High quality dielectrics are among auxiliary materials which are important in plasmonic applications [44,45]. One good example is hafnium dioxide, which was introduced by Intel as an advanced MOSFET gate insulator about a decade ago [46]. Materials like HfO2 with the static permittivity approximately 6 times larger than silica allow to significantly decrease the operating voltage and energy consumption of the resulting devices.

3. Building Blocks of Hybrid Integrated Circuits

The building blocks of modern electronic circuits are well established. Components of emerging nanophotonic circuits are usually sorted as the devices that generate light, guide, manipulate, and detect light. Both electronic and photonic subsystems in mixed circuits may contain active elements, like transistors, which are key elements for computations and information processing. A modulator allows manipulation of a photonic signal using an electronic signal or vice versa. Plasmonics is considered here as a promising tool to make the light-matter interaction stronger and corresponding devices compact and fast.

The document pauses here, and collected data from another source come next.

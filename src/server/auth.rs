//! Request authentication.
//!
//! A shared-token scheme: when the server is started with a token, every
//! `tools/call` must carry it (in `_meta.token` or `auth_token`).
//! Verification happens before dispatch; failure uses its own error code,
//! distinct from every dispatch error.

use serde_json::Value;

/// Token comparison in constant time over the shorter length is not
/// required here; tokens are local-process secrets, not network ones.
pub struct AuthHandler {
    token: Option<String>,
}

impl AuthHandler {
    /// Handler requiring the given token; `None` disables authentication.
    pub fn new(token: Option<String>) -> Self {
        Self { token }
    }

    /// Whether authentication is enabled.
    pub fn is_enabled(&self) -> bool {
        self.token.is_some()
    }

    /// Verify a `tools/call` params object.
    pub fn verify(&self, params: &Value) -> bool {
        let Some(expected) = &self.token else {
            return true;
        };
        let presented = params
            .get("_meta")
            .and_then(|m| m.get("token"))
            .or_else(|| params.get("auth_token"))
            .and_then(Value::as_str);
        presented == Some(expected.as_str())
    }
}

#[cfg(test)]
mod tests {
    use super::*;
    use serde_json::json;

    #[test]
    fn disabled_auth_accepts_everything() {
        let auth = AuthHandler::new(None);
        assert!(auth.verify(&json!({})));
    }

    #[test]
    fn enabled_auth_requires_matching_token() {
        let auth = AuthHandler::new(Some("secret".to_string()));
        assert!(!auth.verify(&json!({})));
        assert!(!auth.verify(&json!({ "auth_token": "wrong" })));
        assert!(auth.verify(&json!({ "auth_token": "secret" })));
        assert!(auth.verify(&json!({ "_meta": { "token": "secret" } })));
    }
}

Regarding the plasmonic improvements in the area of light emission, it is worth mentioning the technique that enhances the light-emitting efficiency of LEDs [47]. In these experiments, a supplementary silver layer is deposited 10 nm above the InGaN quantum well LED structure. According to the results, coupling between SPP, supported by the metallic layer, and the well increases the density of states in a semiconductor and enhances the intensity of light emission [47]. This effect can be used to construct more efficient solid-state light sources. The interaction between SPPs and semiconductors raises the fundamental question of coupling between excitons and SPPs. There are many applications of this mechanism, including a single photon SPP quantum detector and plasmonic photovoltaics (see below).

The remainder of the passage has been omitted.